J’en ai vu plus d’une centaine

Crédit graphisme: Stéphanie Bernier

 

J’en ai vu plus d’une centaine. Des interminables. Des neigeux. Des venteux. Des effroyables. Des plus cléments aussi, parfois. Il n’y en a pas eu deux pareils. Même si dans l’ensemble on peut s’entendre sur une chose, l’hiver aux Îles, ce n’est pas comme l’été!

Une centaine d’hivers à les tenir au chaud. À les garder sous mon toit. À les abriter du vent. À les protéger des tempêtes. Je suis née en 1914 à l’Anse-à-la-Cabane. Je suis une maison madelinienne. Et fière de l’être.

Mon histoire est une histoire comme bien d’autres autour de moi. On m’a peinte et repeinte pour préserver ma couleur. On m’a entretenue, on m’a adaptée, on m’a améliorée. Si j’ai pu tenir toutes ces années, c’est certainement qu’on m’a beaucoup aimée.

Cet hiver j’ai eu une heureuse surprise. Cela faisait quelques années déjà qu’on ne m’avait pas habitée durant ces longs mois difficiles. Un jeune couple, nouvellement arrivé dans les environs, m’a tenue occupée.  L’été je suis habituée de voir passer et venir des gens qui me prennent comme point d’ancrage. D’avoir des locataires, ça me redonne de la vie.

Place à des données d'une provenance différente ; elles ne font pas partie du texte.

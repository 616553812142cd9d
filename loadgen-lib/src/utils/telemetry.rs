use std::{io::IsTerminal as _, path::Path};

use rama::{
    error::{BoxError, ErrorContext as _},
    telemetry::tracing::{
        self,
        metadata::LevelFilter,
        subscriber::{EnvFilter, fmt::writer::BoxMakeWriter},
    },
};

/// Options for [`init_tracing`].
#[derive(Debug, Clone, Copy, Default)]
pub struct TelemetryConfig<'a> {
    /// Use DEBUG instead of INFO as the default level.
    pub verbose: bool,
    /// Human oriented multi-line output.
    pub pretty: bool,
    /// Append to this file instead of writing to stderr.
    pub output: Option<&'a Path>,
}

/// Install the global tracing subscriber.
///
/// The default level can always be overwritten using the `RUST_LOG`
/// environment variable, e.g. `RUST_LOG=loadgen_lib::pool=trace`.
pub fn init_tracing(cfg: TelemetryConfig<'_>) -> Result<(), BoxError> {
    let directive = if cfg.verbose {
        LevelFilter::DEBUG
    } else {
        LevelFilter::INFO
    }
    .into();

    let make_writer = match cfg.output {
        Some(path) => {
            let file = std::fs::OpenOptions::new()
                .append(true)
                .create(true)
                .open(path)
                .with_context(|| format!("open log file at path '{}'", path.display()))?;

            BoxMakeWriter::new(file)
        }
        None => BoxMakeWriter::new(std::io::stderr),
    };

    let subscriber = tracing::subscriber::fmt()
        .with_ansi(cfg.output.is_none() && std::io::stderr().is_terminal())
        .with_env_filter(
            EnvFilter::builder()
                .with_default_directive(directive)
                .from_env_lossy(),
        )
        .with_writer(make_writer);

    if cfg.pretty {
        subscriber.pretty().try_init()?;
    } else {
        subscriber.try_init()?;
    }

    tracing::debug!("tracing is set up");
    Ok(())
}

On dit que je suis accueillante. Je garde encore les traces de mon âge. Ce ne sont pas des travers. Ce sont mes poutres. Ma stature nouvellement gagnée, on m’a fait pivoter sur un nouveau socle. J’ai un meilleur angle de vue sur la mer. Mais bien entendu, je garde un œil sur la montagne.

Pendant qu’elle peint ses toiles et s’amourache de ses plantes, il gratte sa guitare et parfume ma cuisine. Oh! Voilà de nouveaux invités. Et des convives! C’est tantôt la fête. Tantôt la détente. Mais toujours, on y est bienvenus. Les corbeaux le savent bien.

Ce sont de drôles de locataires. Encore excités par la vue du renard. Toujours intrigués par le panorama matinal d’un soleil fraichement éveillé. Et les glaces entassées, de quel vent sera fait cette journée?

Un soir de grande tempête, les voilà à s’accoutrer. Ils savourent le plaisir de danser dans la neige, qui aime tant neiger de côté.

J’en ai vu plus d’une centaine. Des hivers. Et pour lui comme pour elle, je leur ai offert leur premier.